A Soldier's Magnificat: Up against the Contradiction between His Prayers and His Duties
Casteel, Joshua, National Catholic Reporter
A couple months after returning from Iraq, a fellow soldier, then taking six medications for posttraumatic stress disorder, knelt in a toilet stall while I heard his confession in an Army latrine.
Bless me, Father, for I have sinned. I have never confessed, he said to me.
Reacting on the fly, I simply told him I would do my best, and pray as God might lead me. When he emerged from the stall, I extended layman's hands toward the cold shell of a man. Perhaps, though, this had been the most alive John (not his real name) had been in months. I gave him a hug and promised that I would walk him through the penance I had suggested for him. Weeks later, I found myself wrestling John over a bottle of gin amid shouts and paranoid hands.
John had seen some of the worst. Wading amid corpses for days, taking fingerprints of dead Iraqis in the aftermath of the assault on Fallujah; interrogations with images stained in his mind. Once he'd even turned himself in as a committer of atrocities--only to be completely ignored. The silence was simply too great. Desperation asking laymen to pray the prayers of priests.
Bless me, Father, for I have sinned. I have never confessed.
For months in Iraq, I prayed the daily offices. The rosary, the Magnificat, the Prayers for the People, and of course my own self-scripted dialogues with God. Morning and evening and noontime alike, I knelt alone, lit candles, sang. Sometimes I would pray the Mass liturgy in the priest's absence, and linger for an hour or more with my head upon my book of prayer, the silence pounding upon me. These times were an entire world unto itself. But that was a world altogether different from the one that existed between my moments of seclusion and prayer. I was, after all, a soldier at war. I was an interrogator.

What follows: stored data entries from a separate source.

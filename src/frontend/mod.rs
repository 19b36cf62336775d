//! Everything that talks to the host: drawing the display and reading keys.

use crate::{emulator::Framebuffer, keymap::Action};

pub mod terminal;
#[cfg(feature = "sdl")]
pub mod window;

/// A place to draw the display and read input from.
///
/// The run loop polls once per frame and renders only when the emulator
/// says the display changed.
pub trait Frontend {
    /// Actions for all host input received since the last poll.
    fn poll(&mut self) -> Result<Vec<Action>, anyhow::Error>;

    /// Paint the whole display.
    fn render(&mut self, display: &Framebuffer) -> Result<(), anyhow::Error>;
}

The first three weeks of any incoming interrogator are pretty much the same. You want to believe in what you're doing. It doesn't matter who you are or where you come from, you look for a way to do what you must. So, you look across the interrogation table in order to right a wrong. You look with the eyes of justice for an evil to be rectified. Sometimes you make decisions of conscience, sometimes decisions of necessity. Each morning I rose, prayed my prayers, donned my M-16 and body armor, walked to my interrogation booth, and met my enemy. And at the end of each day I collapsed again upon my knees, kneeling before an altar of cardboard, cutout icons, and rosaries made of ranger beads, praying for the strength to get through another day--to find justice, to be the servant of justice.
Hail, Mary, Mother of God, pray for us sinners, now and at the hour of our death.

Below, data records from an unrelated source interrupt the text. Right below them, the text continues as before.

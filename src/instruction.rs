/// A decoded chip-8 instruction.
///
/// Register operands are stored as indexes into `V` (`0x0..=0xF`), so they
/// can be used directly without further masking.
#[derive(Debug, Clone, Copy, PartialEq, Eq)]
pub enum Instruction {
    /// 00E0 - clear the screen
    Cls,
    /// 00EE - return from subroutine
    Ret,
    /// 1NNN - jump to NNN
    Jump(u16),
    /// 2NNN - call subroutine at NNN
    Call(u16),
    /// 3XNN - skip next if VX == NN
    SkipEqByte(usize, u8),
    /// 4XNN - skip next if VX != NN
    SkipNeqByte(usize, u8),
    /// 5XY0 - skip next if VX == VY
    SkipEqReg(usize, usize),
    /// 6XNN - VX = NN
    LoadByte(usize, u8),
    /// 7XNN - VX = VX + NN, VF untouched
    AddByte(usize, u8),
    /// 8XY0 - VX = VY
    LoadReg(usize, usize),
    /// 8XY1 - VX = VX | VY
    Or(usize, usize),
    /// 8XY2 - VX = VX & VY
    And(usize, usize),
    /// 8XY3 - VX = VX ^ VY
    Xor(usize, usize),
    /// 8XY4 - VX = VX + VY, VF = carry
    AddReg(usize, usize),
    /// 8XY5 - VX = VX - VY, VF = not borrow
    SubReg(usize, usize),
    /// 8XY6 - VX = VX >> 1, VF = shifted out bit
    ShiftRight(usize),
    /// 8XY7 - VX = VY - VX, VF = not borrow
    SubNeg(usize, usize),
    /// 8XYE - VX = VX << 1, VF = shifted out bit
    ShiftLeft(usize),
    /// 9XY0 - skip next if VX != VY
    SkipNeqReg(usize, usize),
    /// ANNN - I = NNN
    LoadIndex(u16),
    /// BNNN - jump to NNN + V0
    JumpOffset(u16),
    /// CXNN - VX = random & NN
    Random(usize, u8),
    /// DXYN - draw N rows of the sprite at I on (VX, VY)
    Draw(usize, usize, u8),
    /// EX9E - skip next if key VX is pressed
    SkipKeyPressed(usize),
    /// EXA1 - skip next if key VX is not pressed
    SkipKeyNotPressed(usize),
    /// FX07 - VX = DT
    LoadDelay(usize),
    /// FX0A - wait for a key press, store it in VX
    WaitKey(usize),
    /// FX15 - DT = VX
    SetDelay(usize),
    /// FX18 - ST = VX
    SetSound(usize),
    /// FX1E - I = I + VX, VF = overflow past 0xFFF
    AddIndex(usize),
    /// FX29 - I = address of the font glyph for VX
    LoadGlyph(usize),
    /// FX33 - BCD of VX into I, I+1, I+2
    StoreBcd(usize),
    /// FX55 - store V0..=VX starting at I
    StoreRegs(usize),
    /// FX65 - load V0..=VX starting at I
    LoadRegs(usize),
    /// Anything else. Executing it has no effect.
    Unknown(u16),
}

#[inline(always)]
fn x(opcode: u16) -> usize {
    ((opcode >> 8) & 0xF) as usize
}

#[inline(always)]
fn y(opcode: u16) -> usize {
    ((opcode >> 4) & 0xF) as usize
}

#[inline(always)]
fn n(opcode: u16) -> u8 {
    (opcode & 0xF) as u8
}

#[inline(always)]
fn kk(opcode: u16) -> u8 {
    (opcode & 0xFF) as u8
}

#[inline(always)]
fn nnn(opcode: u16) -> u16 {
    opcode & 0xFFF
}

impl Instruction {
    /// Decode a big-endian opcode.
    pub fn decode(opcode: u16) -> Instruction {
        use Instruction::*;

        match opcode >> 12 {
            0x0 => match opcode {
                0x00E0 => Cls,
                0x00EE => Ret,
                _ => Unknown(opcode),
            },
            0x1 => Jump(nnn(opcode)),
            0x2 => Call(nnn(opcode)),
            0x3 => SkipEqByte(x(opcode), kk(opcode)),
            0x4 => SkipNeqByte(x(opcode), kk(opcode)),
            0x5 if n(opcode) == 0x0 => SkipEqReg(x(opcode), y(opcode)),
            0x6 => LoadByte(x(opcode), kk(opcode)),
            0x7 => AddByte(x(opcode), kk(opcode)),
            0x8 => match n(opcode) {
                0x0 => LoadReg(x(opcode), y(opcode)),
                0x1 => Or(x(opcode), y(opcode)),
                0x2 => And(x(opcode), y(opcode)),
                0x3 => Xor(x(opcode), y(opcode)),
                0x4 => AddReg(x(opcode), y(opcode)),
                0x5 => SubReg(x(opcode), y(opcode)),
                0x6 => ShiftRight(x(opcode)),
                0x7 => SubNeg(x(opcode), y(opcode)),
                0xE => ShiftLeft(x(opcode)),
                _ => Unknown(opcode),
            },
            0x9 if n(opcode) == 0x0 => SkipNeqReg(x(opcode), y(opcode)),
            0xA => LoadIndex(nnn(opcode)),
            0xB => JumpOffset(nnn(opcode)),
            0xC => Random(x(opcode), kk(opcode)),
            0xD => Draw(x(opcode), y(opcode), n(opcode)),
            0xE => match kk(opcode) {
                0x9E => SkipKeyPressed(x(opcode)),
                0xA1 => SkipKeyNotPressed(x(opcode)),
                _ => Unknown(opcode),
            },
            0xF => match kk(opcode) {
                0x07 => LoadDelay(x(opcode)),
                0x0A => WaitKey(x(opcode)),
                0x15 => SetDelay(x(opcode)),
                0x18 => SetSound(x(opcode)),
                0x1E => AddIndex(x(opcode)),
                0x29 => LoadGlyph(x(opcode)),
                0x33 => StoreBcd(x(opcode)),
                0x55 => StoreRegs(x(opcode)),
                0x65 => LoadRegs(x(opcode)),
                _ => Unknown(opcode),
            },
            _ => Unknown(opcode),
        }
    }
}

From the first moment I heard them tell me "lock and load," I accepted the fate of a sword bearer, and found peace with God over the possibility of my death. Death was not the fear. But terror filled me when leaving the prison walls over the possibility of becoming one who kills. Once while driving slowly, just outside the perimeter of the Baghdad International Airport, I pointed my rifle as I always did out the window of our armored Humvee. Through the sights of my rifle I saw the faces of three young shepherd boys--probably 8 years old. I realized in that moment that I had just pointed a loaded weapon at three 8-year-old boys, and I'd made eye contact with each of them. I can still see them passing by me, as if in slow motion.
How would they remember that encounter? Were they used to weapons? Had they, too, grown accustomed to living in threat? How was I, an ambassador of the love of Jesus Christ, supposed to recall that day? St. Peter tells us always to proclaim our hope. It was my sin mostly that came to mind when leaving the prison walls. What was yet unconfessed? With whom had I not reconciled?
Lord, please do not let me pull this trigger.
Every time we safely concluded convoys, I'd thank God for keeping my rounds chambered in my rifle. …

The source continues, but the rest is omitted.